Listening for Christ’s Parables Found in All of Life

jesus resurrection appearance 8While reflecting on the many ways that Christ’s presence as Cosmic Christ in our lives means ours and other’s stories can open us up to God’s presence, guidance, and care, I remembered an excerpt from Karl Barth’s Church Dogmatics which illustrates this. Notice:

“Parables (parabolai) are little stories which it seems anyone might tell of ordinary human happenings. But they are called parables (parabolai) of the Kingdom (basileia), and it is often said expressly that the Kingdom (basileia) is “likened unto” (homoiwthe) these events, or, with an obvious view to this equation, that the events themselves, or the leading characters in them, are “like” the Kingdom (basileia). It is also said that the kingdom in its likeness to these events, or these events in their likeness to the kingdom, can and will be heard by those who have ears to hear, i.e., by those whom it is given to hear (Mark 4:9f.). That is to say, they will hear and receive the equations of likenesses as such, whereas those who are “without” will not perceive and understand what is at issue, namely, the “mystery” of the kingdom. . . . The one true Word of God makes these other words true. Jesus Christ utters, or rather creates, these parables, speaking of the kingdom, of the life, and therefore of Himself, and doing so in stories which it might seem that others could tell, yet which they are unable to do, because His Word alone can equate the kingdom really like them, and makes them like the kingdom in which He tells them, so that the narrative is no mere metaphor but a disclosing yet also concealed revelation.

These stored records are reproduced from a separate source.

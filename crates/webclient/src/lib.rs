//! Fetch a single `http://` or `https://` resource over a hand-driven
//! HTTP/1.1 exchange and save its body.

use std::{io, process::ExitCode};

use anyhow::Result;

mod cmd;
mod r#const;
mod init;

pub mod common;
pub mod download;
pub mod error;
pub mod request;
pub mod response;
pub mod transport;
pub mod url;

pub use download::{Download, Downloader, SavedFile, file_name_for};
pub use error::Error;
pub use response::{ResponseHead, parse_head};
pub use url::{ConnectionTarget, Scheme};

pub fn run() -> Result<ExitCode> {
    let options = init::cmd::init()?;

    let Some(url) = options.url.as_deref() else {
        cmd::print_help();
        return Ok(ExitCode::from(2));
    };

    let downloader = Downloader::new()?
        .output_dir(&options.output_dir)
        .timeout(options.timeout);

    let stdout = io::stdout();
    let mut report = stdout.lock();
    let code = match downloader.fetch(url, &mut report) {
        Some(_) => ExitCode::SUCCESS,
        None => ExitCode::FAILURE,
    };
    Ok(code)
}
use anyhow::Result;

use crate::{
    cmd::{self, Options},
    init::logger,
};

pub fn init() -> Result<Options> {
    let options = cmd::parse()?;
    logger::init(
        options.log_level,
        options.colored,
        options.log_file.as_deref(),
    )?;
    log::debug!("{options:?}");

    if options.help {
        cmd::print_help();
        std::process::exit(0);
    }

    Ok(options)
}
use std::{path::Path, str::FromStr};

use anyhow::Result;
use fern::colors::{Color, ColoredLevelConfig};

/// Log lines go to stderr so stdout only carries the request/response report.
pub fn init(log_level: &str, colored: bool, log_file: Option<&Path>) -> Result<()> {
    let colors = ColoredLevelConfig::new()
        .trace(Color::Magenta)
        .debug(Color::Blue)
        .info(Color::Green)
        .warn(Color::Yellow)
        .error(Color::Red);

    let mut dispatch = fern::Dispatch::new()
        .format(move |out, message, record| {
            out.finish(format_args!(
                "[{} {} {}] {}",
                chrono::Utc::now().to_rfc3339(),
                if colored {
                    colors.color(record.level()).to_string()
                } else {
                    record.level().to_string()
                },
                record.target(),
                message
            ))
        })
        .level(log::LevelFilter::from_str(log_level)?)
        .chain(std::io::stderr());

    if let Some(path) = log_file {
        dispatch = dispatch.chain(fern::log_file(path)?);
    }

    dispatch.apply()?;
    Ok(())
}
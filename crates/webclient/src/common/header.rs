use core::fmt;
use std::str::FromStr;

use crate::error::Error;

/// One `Name: value` line out of a response head.
#[derive(Debug, Clone, PartialEq, Eq)]
pub struct Header {
    name: String,
    value: String,
}

impl Header {
    pub fn new(name: &str, value: &str) -> Self {
        Self {
            name: name.into(),
            value: value.into(),
        }
    }

    pub fn name(&self) -> &str {
        &self.name
    }

    pub fn value(&self) -> &str {
        &self.value
    }

    pub fn is(&self, name: &str) -> bool {
        self.name.eq_ignore_ascii_case(name)
    }
}

impl FromStr for Header {
    type Err = Error;

    fn from_str(s: &str) -> Result<Self, Self::Err> {
        let (name, value) = s
            .split_once(':')
            .ok_or_else(|| Error::malformed_response(format!("header without ':': {s:?}")))?;
        let name = name.trim();
        if name.is_empty() {
            return Err(Error::malformed_response(format!("header without name: {s:?}")));
        }
        Ok(Header::new(name, value.trim()))
    }
}

impl fmt::Display for Header {
    fn fmt(&self, f: &mut std::fmt::Formatter<'_>) -> std::fmt::Result {
        write!(f, "{}: {}", self.name, self.value)
    }
}

#[cfg(test)]
mod tests {
    use super::*;

    #[test]
    fn test_parse_header() {
        let h = Header::from_str("Content-Type:  text/html; charset=utf-8 ").unwrap();
        assert_eq!(h.name(), "Content-Type");
        assert_eq!(h.value(), "text/html; charset=utf-8");
        assert!(h.is("content-type"));
        assert_eq!(h.to_string(), "Content-Type: text/html; charset=utf-8");

        let h = Header::from_str("Location: http://example.com:8080/").unwrap();
        assert_eq!(h.value(), "http://example.com:8080/");
    }

    #[test]
    fn test_parse_header_rejects_garbage() {
        assert!(Header::from_str("no colon here").is_err());
        assert!(Header::from_str(": value").is_err());
    }
}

“We now turn to the more complicated question of true words which are not spoken in the Bible or the Church, but which have to be regarded as true in relation to the one Word of God, and therefore heard like this Word, and together with it. Are there really true words, parables of the kingdom, of this very different kind? Does Jesus Christ speak through the medium of such words? The answer is that the community which lives by the one Word of the one Prophet Jesus Christ, and is commissioned and empowered to proclaim this Word of His in the world, not only may but must accept the fact that there are such words and that it must hear them too, notwithstanding its life by this one Word and its commission to preach it. Naturally, there can be no question of words which say anything different from this one Word, but only of those which do materially say what it says, although from a different source and in another tongue. Should it not be grateful to receive it also from without, in very different human words, in a secular parable, even though it is grounded in and ruled by the biblical, prophetico-apostolic witness to this one Word? Words of this kind cannot be such as overlook or even lead away from the Bible. They can only be those which, in material agreement with it, illumine, accentuate or explain the biblical witness in a particular time and situation, thus confirming it in the deepest sense by helping to make it sure and concretely evident and certain.”


As someone who feels that at times the words of Scripture in fact, as Paul says of his own words in 1 Corinthians 7, are not the pure word of God but a mix of divine inspiration and human opinion, I of course have a slightly different perspective than Barth. I am less sure that our stories, songs, and poems may not in fact be inspired at times exactly when they disagree with certain parts of Scripture (namely the ones that reflect the prejudice, discrimination, and small-mindedness of the time they are written and not the love and grace Christ embodies in Jesus). I think in fact, as my own denomination the United Church of Christ has chosen to repeatedly say, “God is still speaking”.

But I think it is important to note that as fairly conservative and well-respected a voice as Barth suggests to us that our own stories, songs, poems, and art as individuals and in the community around us can also be a medium through which Christ speaks, acts, and moves.

In our own stories and those of others, even in film, art, and music, we can be open for life, wisdom, beauty, and truth to break out.
For there is not a part of life that or a person living who does not have Christ moving among them, whispering out a call to grace and truth, to doing justice, loving kindness, and walking humbly with God’s self.
I would love to hear from you where you have heard or seen Christ’s presence in unexpected places.